Traits for Generated Types#

Collection Trait (Records)#

Records implement the existing Collection trait from jacquard-common:

pub struct Post<'a> {
    // ... fields
}

impl Collection for Post<'p> {
    const NSID: &'static str = "app.bsky.feed.post";
    type Record = Post<'p>;
}

XrpcRequest Trait (Queries/Procedures)#

New trait for XRPC endpoints:

pub trait XrpcRequest<'x> {
    /// The NSID for this XRPC method
    const NSID: &'static str;

    /// XRPC method (query/GET, procedure/POST)
    const METHOD: XrpcMethod;

    /// Input encoding (MIME type, e.g., "application/json")
    /// None for queries (no body)
    const INPUT_ENCODING: Option<&'static str>;

    /// Output encoding (MIME type)
    const OUTPUT_ENCODING: &'static str;

    /// Request parameters type (query params or body)
    type Params: Serialize;

    /// Response output type
    type Output: Deserialize<'x>;

    type Err: Error;
}

pub enum XrpcMethod {
    Query,  // GET
    Procedure, // POST
}

Generated implementation:

pub struct GetAuthorFeedParams<'a> {
    pub actor: AtIdentifier<'a>,
    pub limit: Option<i64>,
    pub cursor: Option<CowStr<'a>>,
}

pub struct GetAuthorFeedOutput<'a> {
    pub cursor: Option<CowStr<'a>>,
    pub feed: Vec<FeedViewPost<'a>>,
}

impl XrpcRequest for GetAuthorFeedParams<'_> {
    const NSID: &'static str = "app.bsky.feed.getAuthorFeed";
    const METHOD: XrpcMethod = XrpcMethod::Query;
    const INPUT_ENCODING: Option<&'static str> = None; // queries have no body
    const OUTPUT_ENCODING: &'static str = "application/json";

    type Params = Self;
    type Output = GetAuthorFeedOutput<'static>;
    type Err = GetAuthorFeedError;
}

Encoding variations:

  • Most procedures: "application/json" for input/output
  • Blob uploads: "*/*" or specific MIME type for input
  • CAR files: "application/vnd.ipld.car" for repo operations
  • Read from lexicon's input.encoding and output.encoding fields

Trait benefits:

  • Allows monomorphization (static dispatch) for performance
  • Also supports dyn XrpcRequest for dynamic dispatch if needed
  • Client code can be generic over impl XrpcRequest

XRPC Errors#

Lexicons contain information on the kind of errors they can return.
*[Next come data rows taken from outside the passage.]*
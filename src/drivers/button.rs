//! Panic button input driver.
//!
//! ## Hardware
//!
//! Active-low momentary switch with pull-up, debounced in hardware
//! (RC + Schmitt trigger).  Electrical low = pressed.  The driver only
//! translates the level; edge detection and latching belong to the
//! controller so that it can apply the panic-lock rules in one place.

use embedded_hal::digital::{Error as _, InputPin};
use log::warn;

pub struct PanicButton<P> {
    pin: P,
    last_pressed: bool,
}

impl<P: InputPin> PanicButton<P> {
    pub fn new(pin: P) -> Self {
        Self {
            pin,
            last_pressed: false,
        }
    }

    /// Sample the pin.  A failed read repeats the last good sample so that
    /// a glitch never looks like a release-and-press.
    pub fn is_pressed(&mut self) -> bool {
        match self.pin.is_low() {
            Ok(low) => self.last_pressed = low,
            Err(e) => warn!("PanicButton: read failed ({:?})", e.kind()),
        }
        self.last_pressed
    }
}
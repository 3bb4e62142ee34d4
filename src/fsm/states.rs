//! Concrete state handler functions and table builder.
//!
//! Each state is defined by plain `fn` pointers: no closures, no dynamic
//! dispatch, no heap.  The `on_update` handler is the state's output
//! pattern: it runs once per tick, after commands and the button have been
//! considered, and may request the Monitor → Panic escalation.
//!
//! ```text
//!            'm'                      elapsed > monitor timeout
//!   OFF ───────────▶ MONITOR ─────────────────────────────────▶ PANIC
//!    ▲                  ▲ 'm' (re-arm)                  ┌───────┴───────┐
//!    │                  └──┘                            │ alarm │lockdown│
//!    │                                                  └───────┬───────┘
//!    └─────────────────────────── 'o' ──────────────────────────┘
//!
//!  Any state ──['p' | button edge]──▶ PANIC
//! ```

use super::context::{FsmContext, LockCause, OutputCommands};
use super::{StateDescriptor, StateId};
use crate::app::commands::Ack;
use log::{info, warn};

// ═══════════════════════════════════════════════════════════════════════════
//  Table builder
// ═══════════════════════════════════════════════════════════════════════════

/// Build the static state table.  Called once at startup.
pub fn build_state_table() -> [StateDescriptor; StateId::COUNT] {
    [
        // Index 0: Off
        StateDescriptor {
            id: StateId::Off,
            name: "Off",
            on_enter: Some(off_enter),
            on_exit: None,
            on_update: off_update,
        },
        // Index 1: Monitor
        StateDescriptor {
            id: StateId::Monitor,
            name: "Monitor",
            on_enter: Some(monitor_enter),
            on_exit: None,
            on_update: monitor_update,
        },
        // Index 2: Panic
        StateDescriptor {
            id: StateId::Panic,
            name: "Panic",
            on_enter: Some(panic_enter),
            on_exit: Some(panic_exit),
            on_update: panic_update,
        },
    ]
}

// ═══════════════════════════════════════════════════════════════════════════
//  OFF state
// ═══════════════════════════════════════════════════════════════════════════

fn off_enter(_ctx: &mut FsmContext) {
    info!("OFF: outputs released");
}

fn off_update(ctx: &mut FsmContext) -> Option<StateId> {
    ctx.outputs = OutputCommands::all_off();
    None
}

// ═══════════════════════════════════════════════════════════════════════════
//  MONITOR state: silent, waiting for a re-arm before the timeout
// ═══════════════════════════════════════════════════════════════════════════

fn monitor_enter(ctx: &mut FsmContext) {
    info!(
        "MONITOR: armed, escalating after {} units without re-arm",
        ctx.config.monitor_timeout_units
    );
}

fn monitor_update(ctx: &mut FsmContext) -> Option<StateId> {
    ctx.outputs = OutputCommands::all_off();

    if ctx.elapsed_units() > u64::from(ctx.config.monitor_timeout_units) {
        warn!(
            "MONITOR: no re-arm for {} units, escalating to Panic",
            ctx.elapsed_units()
        );
        return Some(StateId::Panic);
    }

    None
}

// ═══════════════════════════════════════════════════════════════════════════
//  PANIC state: blinking alarm, then lockdown with the relay engaged
// ═══════════════════════════════════════════════════════════════════════════

fn panic_enter(ctx: &mut FsmContext) {
    warn!(
        "PANIC: alarm for {} units before lockdown (lock={:?})",
        ctx.config.alarm_duration_units, ctx.panic_lock
    );
}

fn panic_exit(_ctx: &mut FsmContext) {
    info!("PANIC: alarm cleared");
}

fn panic_update(ctx: &mut FsmContext) -> Option<StateId> {
    let elapsed = ctx.elapsed_units();

    if elapsed < u64::from(ctx.config.alarm_duration_units) {
        // Toggle once per time unit.
        ctx.outputs = OutputCommands::blink(elapsed % 2 == 1);
        return None;
    }

    // Announce the lock exactly once, on the first lockdown tick.
    if ctx.panic_lock.is_none() {
        warn!("PANIC: lockdown reached after {} units, locking", elapsed);
        ctx.panic_lock = Some(LockCause::Lockdown);
        ctx.raise_ack(Ack::Panic);
    }
    ctx.outputs = OutputCommands::lockdown();

    None
}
Trait contains an associated error type. Error enum with thiserror::Error and miette:Diagnostic derives and appropriate content generated based on lexicon info.

Subscriptions#

WebSocket streams - defer for now. Will need separate trait with message types.

Open Questions#

  1. Validation: Generate runtime validation (min/max length, regex, etc)?
  2. Tokens: How to represent token types?
  3. Errors: How to handle codegen errors (missing refs, invalid schemas)?
  4. Incremental: Support incremental codegen (only changed lexicons)?
  5. Formatting: Always run rustfmt or rely on prettyplease?
  6. XrpcRequest location: Should trait live in jacquard-common or separate jacquard-xrpc crate?
  7. Import shortening: Track imports and shorten ref paths in generated code
    • Instead of jacquard_api::app_bsky::richtext::Facet<'a> emit use jacquard_api::app_bsky::richtext::Facet; and just Facet<'a>
    • Would require threading ImportTracker through all generate functions or post-processing token stream
    • Long paths are ugly but explicit - revisit once basic codegen is confirmed working
  8. Web-based lexicon resolution: Fetch lexicons from the web instead of requiring local files
    • Implement lexicon publication and resolution spec
    • LexiconCorpus::fetch_from_web(nsids: &[&str]) - fetch specific NSIDs
    • LexiconCorpus::fetch_from_authority(authority: &str) - fetch all from DID/domain
    • Resolution: https://{authority}/.well-known/atproto/lexicon/{nsid}.json
    • Recursively fetch refs, handle redirects/errors
    • Use reqwest for HTTP - still fits in jacquard-lexicon as it's corpus loading

Success Criteria#

  • Generates code for all official AT Protocol lexicons
  • Generated code compiles without errors
  • No Main proliferation
  • Union variants have readable names
  • Unknown refs handled gracefully
  • #[lexicon] and #[open_union] applied correctly
  • Serialization round-trips correctly